I saw it all at that time. Even though there were many people at the time, when you were a little one, I still noticed it immediately.

At that time, I thought, Sister Xing'er is so powerful. Although you didn't win in the end, it doesn't matter.

The important thing is that I know that the sister who often cries is not weak!

Do you still remember the time you found out that Fatty Zhang was bullying me, and you beat him up for me?

That was when he discovered that I was always secretly following you and came over to warn me to stay away from you, but why should I listen to him?

Originally, I wanted to beat him. Even though I was only 5 years old at the time, it was okay to beat a fat guy.

But sister Xing'er, you came and not only protected me, but also beat him up for me. Do you know how happy I am?

At that time, I vowed to protect you in the future!I'll help you beat up that bad dad!

So when I went home, I ignored my mother's obstruction and just finished two big bowls of rice, thinking that I could protect you when I grow up quickly.

As a result, that night I rolled on the bed with stomachache from eating too much, which scared my mother to death.

Still remember... (Omit n more than 1000 words of memories here)

Later, I often found excuses to follow you, and you didn't find me annoying.

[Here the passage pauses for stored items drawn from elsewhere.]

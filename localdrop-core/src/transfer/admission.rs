//! Receiver admission queue: at most one sender streams into this receiver at
//! a time. Further streams from the sender holding the lock are admitted
//! immediately; other senders wait in arrival order.

use std::collections::VecDeque;

use crate::identity::PeerId;

#[derive(Debug, Clone, Copy, PartialEq, Eq)]
pub enum Admission {
    Granted,
    /// Parked at this zero-based position.
    Queued(usize),
}

#[derive(Debug)]
pub struct AdmissionQueue<K> {
    holder: Option<(PeerId, usize)>,
    waiting: VecDeque<(PeerId, K)>,
}

impl<K: PartialEq> Default for AdmissionQueue<K> {
    fn default() -> Self {
        Self::new()
    }
}

impl<K: PartialEq> AdmissionQueue<K> {
    pub fn new() -> Self {
        Self {
            holder: None,
            waiting: VecDeque::new(),
        }
    }

    pub fn request(&mut self, peer: &PeerId, key: K) -> Admission {
        match &mut self.holder {
            None => {
                self.holder = Some((peer.clone(), 1));
                Admission::Granted
            }
            Some((holder, count)) if holder == peer => {
                *count += 1;
                Admission::Granted
            }
            Some(_) => {
                self.waiting.push_back((peer.clone(), key));
                Admission::Queued(self.waiting.len() - 1)
            }
        }
    }

    /// One admitted stream of `peer` finished. Returns the requests admitted
    /// as a result, in order.
    pub fn release(&mut self, peer: &PeerId) -> Vec<K> {
        match &mut self.holder {
            Some((holder, count)) if holder == peer => {
                *count -= 1;
                if *count > 0 {
                    return Vec::new();
                }
                self.holder = None;
                self.admit_next()
            }
            _ => Vec::new(),
        }
    }

    /// Drop a parked request. Returns false if it was not waiting.
    pub fn remove(&mut self, key: &K) -> bool {
        let before = self.waiting.len();
        self.waiting.retain(|(_, k)| k != key);
        before != self.waiting.len()
    }

    /// Forget everything belonging to `peer`: its parked requests and, if it
    /// holds the lock, the lock itself.
    pub fn remove_peer(&mut self, peer: &PeerId) -> Vec<K> {
        self.waiting.retain(|(p, _)| p != peer);
        match &self.holder {
            Some((holder, _)) if holder == peer => {
                self.holder = None;
                self.admit_next()
            }
            _ => Vec::new(),
        }
    }

    pub fn holder(&self) -> Option<&PeerId> {
        self.holder.as_ref().map(|(p, _)| p)
    }

    pub fn waiting(&self) -> usize {
        self.waiting.len()
    }

    fn admit_next(&mut self) -> Vec<K> {
        let Some((peer, key)) = self.waiting.pop_front() else {
            return Vec::new();
        };
        let mut admitted = vec![key];
        let mut rest = VecDeque::with_capacity(self.waiting.len());
        for (p, k) in self.waiting.drain(..) {
            if p == peer {
                admitted.push(k);
            } else {
                rest.push_back((p, k));
            }
        }
        self.waiting = rest;
        self.holder = Some((peer, admitted.len()));
        admitted
    }
}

How wonderful it was then, going uphill with you to pick mulberries, pick thorns, and look for honeysuckle everywhere.

You said that you could sell it for money, so I secretly picked a lot of them myself, and they were all quietly mixed in the dustpan you put out in the yard, haha, didn't you notice?

Everything is obviously fine, but why did you ignore me when I entered junior high school?

Just when I was happily thinking about going to junior high school and going to the same school as you, you ignored me and ran away every time you saw me.

Later, when you finally came back from studying abroad during the summer vacation, I went to look for you excitedly, but when you saw me approaching, you ran away again, as if I was some kind of scourge.

When I was in junior high school at that time, I didn't understand why I was so sad. I just knew that I missed you very much.

Gradually I understood that it was love!

You do not know?Before I graduated from high school and went to Kyoto, I went to look for you. Knowing that you hated me, I didn't dare to get close. I only dared to look at you from a distance.

I'm like a voyeur, following you to and from get off work, watching you go shopping and eating with your friends.

Even if I just looked at you from a distance, that day was the happiest day of my years.

That year there was a huge earthquake in Yizhou. I don’t even know how I boarded the rescue helicopter.

I want to find you, but as a soldier, I know I can't!

Later, I entered the Special Department. Until I heard the news that Aunt Wen was not here, I didn't care about how much you hated me. I just wanted to rush back and guard you!

But I was still late. When I arrived, my mother said that you went to the beach.

I hurriedly and slowly arrived at the beach, but I only saw you swept away by the waves. At that time, I only regretted that I didn't have a pair of wings.

I called your name over and over again, even though I felt so close, I still couldn't catch you. I could only watch you fall to the bottom of the sea.

The moment I lost consciousness and fell with you, I was still thinking about what if there was a next life.

I just hope you don’t hate me so much!

Tap the screen to use advanced tools Tip: You can use left and right keyboard keys to browse between chapters.